[DATA RECORDS]:
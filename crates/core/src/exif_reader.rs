use crate::error::ExtractionError;
use chrono::{DateTime, Duration, Local, NaiveDateTime, TimeZone};
use exif::{Exif, In, Reader, Tag};
use std::fs::File;
use std::io::BufReader;
use std::path::Path;

/// Source of capture timestamps, one file at a time.
pub trait TimestampExtractor {
    fn extract(&self, path: &Path) -> Result<DateTime<Local>, ExtractionError>;
}

/// Reads the capture time from the Exif block embedded in the file.
#[derive(Debug, Clone, Copy, Default)]
pub struct ExifExtractor;

const DATE_TAGS: &[Tag] = &[Tag::DateTimeOriginal, Tag::DateTimeDigitized, Tag::DateTime];

impl TimestampExtractor for ExifExtractor {
    fn extract(&self, path: &Path) -> Result<DateTime<Local>, ExtractionError> {
        let file = File::open(path).map_err(|source| ExtractionError::Open {
            path: path.to_path_buf(),
            source,
        })?;
        let mut buf = BufReader::new(file);
        let exif = Reader::new()
            .read_from_container(&mut buf)
            .map_err(|source| ExtractionError::Exif {
                path: path.to_path_buf(),
                source,
            })?;

        timestamp_from_exif(&exif, path)
    }
}

/// First date tag whose value parses. Placeholder values such as
/// `0000:00:00 00:00:00` fall through to the next tag.
pub(crate) fn timestamp_from_exif(
    exif: &Exif,
    path: &Path,
) -> Result<DateTime<Local>, ExtractionError> {
    let mut unparseable = None;
    for tag in DATE_TAGS {
        let Some(field) = exif.get_field(*tag, In::PRIMARY) else {
            continue;
        };
        let raw = field.display_value().to_string();
        match parse_date(&raw) {
            Some(ts) => return Ok(ts),
            None => {
                unparseable.get_or_insert(raw);
            }
        }
    }

    Err(match unparseable {
        Some(value) => ExtractionError::UnparseableTimestamp {
            path: path.to_path_buf(),
            value,
        },
        None => ExtractionError::NoTimestamp(path.to_path_buf()),
    })
}

pub(crate) fn parse_date(input: &str) -> Option<DateTime<Local>> {
    let normalized = input.trim().trim_matches('"');

    let candidates = [
        "%Y:%m:%d %H:%M:%S",
        "%Y-%m-%d %H:%M:%S",
        "%Y-%m-%dT%H:%M:%S",
        "%Y-%m-%dT%H:%M:%S%.f",
        "%Y-%m-%dT%H:%M:%S%:z",
        "%Y-%m-%dT%H:%M:%S%.f%:z",
    ];

    for fmt in candidates {
        if let Ok(dt) = DateTime::parse_from_str(normalized, fmt) {
            return Some(dt.with_timezone(&Local));
        }
        if let Ok(naive) = NaiveDateTime::parse_from_str(normalized, fmt) {
            return Some(naive_to_local(&naive));
        }
    }

    None
}

/// Wall-clock times skipped by a DST change are moved past the gap.
fn naive_to_local(naive: &NaiveDateTime) -> DateTime<Local> {
    Local
        .from_local_datetime(naive)
        .earliest()
        .or_else(|| {
            Local
                .from_local_datetime(&(*naive + Duration::hours(1)))
                .earliest()
        })
        .unwrap_or_else(|| Local.from_utc_datetime(naive))
}
use crate::error::SortError;
use crate::exif_reader::TimestampExtractor;
use crate::metadata::PhotoEntry;
use std::fs;
use std::path::{Path, PathBuf};
use tracing::debug;

const SUPPORTED_EXTENSIONS: &[&str] = &["jpg", "jpeg", "heic", "heif"];

/// Supported images directly inside `root`, sorted by path.
#[derive(Debug, Clone, Default)]
pub struct DirectoryListing {
    pub root: PathBuf,
    pub files: Vec<PathBuf>,
    pub skipped: usize,
}

pub fn list_photos(root: &Path) -> Result<DirectoryListing, SortError> {
    let meta = fs::metadata(root).map_err(|err| SortError::from_dir_io(root.to_path_buf(), err))?;
    if !meta.is_dir() {
        return Err(SortError::NotADirectory(root.to_path_buf()));
    }

    let entries =
        fs::read_dir(root).map_err(|err| SortError::from_dir_io(root.to_path_buf(), err))?;

    let mut listing = DirectoryListing {
        root: root.to_path_buf(),
        ..Default::default()
    };
    for entry in entries {
        let entry = entry.map_err(|err| SortError::from_dir_io(root.to_path_buf(), err))?;
        let path = entry.path();
        if !path.is_file() {
            continue;
        }
        if is_hidden(&path) || !is_supported_image(&path) {
            listing.skipped += 1;
            continue;
        }
        listing.files.push(path);
    }
    listing.files.sort();

    debug!(
        root = %root.display(),
        photos = listing.files.len(),
        skipped = listing.skipped,
        "listed directory"
    );
    Ok(listing)
}

pub fn read_entries<E>(listing: &DirectoryListing, extractor: &E) -> Vec<PhotoEntry>
where
    E: TimestampExtractor + ?Sized,
{
    listing
        .files
        .iter()
        .map(|path| {
            let timestamp = match extractor.extract(path) {
                Ok(ts) => Some(ts),
                Err(err) => {
                    debug!(error = %err, "no capture timestamp");
                    None
                }
            };
            PhotoEntry::new(path, timestamp)
        })
        .collect()
}

pub fn is_supported_image(path: &Path) -> bool {
    path.extension()
        .map(|ext| {
            let ext = ext.to_string_lossy();
            SUPPORTED_EXTENSIONS
                .iter()
                .any(|supported| ext.eq_ignore_ascii_case(supported))
        })
        .unwrap_or(false)
}

fn is_hidden(path: &Path) -> bool {
    path.file_name()
        .map(|name| name.to_string_lossy().starts_with('.'))
        .unwrap_or(false)
}
use anyhow::{bail, Result};
use clap::{Parser, ValueEnum};
use photo_sorter_core::{
    load_config, load_config_from, run, save_config, save_config_to, validate_separator,
    write_order_table, AppConfig, ExifExtractor, MissingMetadataPolicy, Mode, OrderPlan,
    RunOptions, RunOutcome, RunReport,
};
use std::io;
use std::path::{Path, PathBuf};
use tracing_subscriber::EnvFilter;

#[derive(Debug, Parser)]
#[command(name = "photo-sorter")]
#[command(about = "Prefixes photos with their capture-time order, or strips that prefix again")]
struct Cli {
    /// Directory containing the photos (not searched recursively)
    #[arg(required_unless_present = "save_defaults")]
    dir: Option<PathBuf>,
    /// Newest first instead of oldest first
    #[arg(long, default_value_t = false)]
    desc: bool,
    /// Only print the resolved order
    #[arg(short, long, default_value_t = false)]
    test: bool,
    /// Strip previously applied prefixes; overrides --test
    #[arg(short, long, default_value_t = false)]
    revert: bool,
    /// Text between the ordinal and the original name
    #[arg(short, long, value_parser = parse_delim)]
    delim: Option<String>,
    /// Handling of photos without a capture timestamp
    #[arg(long, value_enum)]
    missing: Option<MissingArg>,
    /// Minimum number of digits in the ordinal
    #[arg(long, value_parser = clap::value_parser!(u16).range(1..))]
    min_width: Option<u16>,
    #[arg(long, value_enum, default_value_t = OutputFormat::Table)]
    output: OutputFormat,
    /// Read settings from this file instead of the user config
    #[arg(long)]
    config: Option<PathBuf>,
    /// Store --desc, --delim, --missing and --min-width as defaults, then exit
    #[arg(long, default_value_t = false)]
    save_defaults: bool,
}

#[derive(Debug, Clone, Copy, PartialEq, Eq, ValueEnum)]
enum MissingArg {
    Last,
    Exclude,
    Fail,
}

impl From<MissingArg> for MissingMetadataPolicy {
    fn from(value: MissingArg) -> Self {
        match value {
            MissingArg::Last => MissingMetadataPolicy::Last,
            MissingArg::Exclude => MissingMetadataPolicy::Exclude,
            MissingArg::Fail => MissingMetadataPolicy::Fail,
        }
    }
}

#[derive(Debug, Clone, Copy, PartialEq, Eq, ValueEnum)]
enum OutputFormat {
    Table,
    Json,
}

fn parse_delim(value: &str) -> Result<String> {
    validate_separator(value)?;
    Ok(value.to_string())
}

fn main() -> Result<()> {
    init_tracing();
    let cli = Cli::parse();

    let config = match &cli.config {
        Some(path) => load_config_from(path)?,
        None => load_config()?,
    };

    if cli.save_defaults {
        return cmd_save_defaults(&cli, &config);
    }
    let Some(dir) = cli.dir.as_deref() else {
        bail!("a photo directory is required");
    };
    let options = build_options(&cli, dir, &config);

    match run(&options, &ExifExtractor)? {
        RunOutcome::Preview(plan) => print_plan(&plan, cli.output),
        RunOutcome::Applied(report) => finish(&report, options.mode),
    }
}

fn init_tracing() {
    tracing_subscriber::fmt()
        .with_env_filter(
            EnvFilter::try_from_default_env().unwrap_or_else(|_| EnvFilter::new("warn")),
        )
        .with_writer(io::stderr)
        .init();
}

/// Config values overridden by whatever was given on the command line.
fn merged_config(cli: &Cli, config: &AppConfig) -> AppConfig {
    let mut merged = config.clone();
    merged.descending_default |= cli.desc;
    if let Some(delim) = &cli.delim {
        merged.separator = delim.clone();
    }
    if let Some(missing) = cli.missing {
        merged.missing_metadata = missing.into();
    }
    if let Some(width) = cli.min_width {
        merged.min_width = usize::from(width);
    }
    merged
}

fn build_options(cli: &Cli, dir: &Path, config: &AppConfig) -> RunOptions {
    let mut options = RunOptions::from_config(dir.to_path_buf(), &merged_config(cli, config));
    options.mode = Mode::select(cli.revert, cli.test);
    options
}

fn cmd_save_defaults(cli: &Cli, config: &AppConfig) -> Result<()> {
    let merged = merged_config(cli, config);
    let path = match &cli.config {
        Some(path) => {
            save_config_to(&merged, path)?;
            path.clone()
        }
        None => save_config(&merged)?,
    };
    println!("config file: {}", path.display());
    println!("{}", toml::to_string_pretty(&merged)?);
    Ok(())
}

fn print_plan(plan: &OrderPlan, output: OutputFormat) -> Result<()> {
    match output {
        OutputFormat::Json => {
            println!("{}", serde_json::to_string_pretty(plan)?);
        }
        OutputFormat::Table => {
            write_order_table(&plan.rows, &mut io::stdout().lock())?;
        }
    }
    eprintln!("test mode: {} photo(s), no files were renamed", plan.rows.len());
    Ok(())
}

fn finish(report: &RunReport, mode: Mode) -> Result<()> {
    let verb = if mode == Mode::Revert {
        "Reverted"
    } else {
        "Renamed"
    };
    for op in &report.renamed {
        println!(
            "{verb}: {} -> {}",
            display_name(&op.from),
            display_name(&op.to)
        );
    }
    for failure in &report.failures {
        eprintln!("{failure}");
    }

    eprintln!(
        "done: renamed={} skipped={} failed={}",
        report.renamed.len(),
        report.skipped,
        report.failures.len()
    );

    if !report.is_success() {
        bail!("{} file(s) could not be renamed", report.failures.len());
    }
    Ok(())
}

fn display_name(path: &Path) -> String {
    path.file_name()
        .map(|v| v.to_string_lossy().to_string())
        .unwrap_or_else(|| path.display().to_string())
}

[WHAT NEEDS TO BE DONE]:
Would you repeat, exactly and with nothing added, every line from the line containing "fn display_name(path: &Path)" through the last line of the records above?

[RESPONSE BOX]:
fn display_name(path: &Path) -> String {
    path.file_name()
        .map(|v| v.to_string_lossy().to_string())
        .unwrap_or_else(|| path.display().to_string())
}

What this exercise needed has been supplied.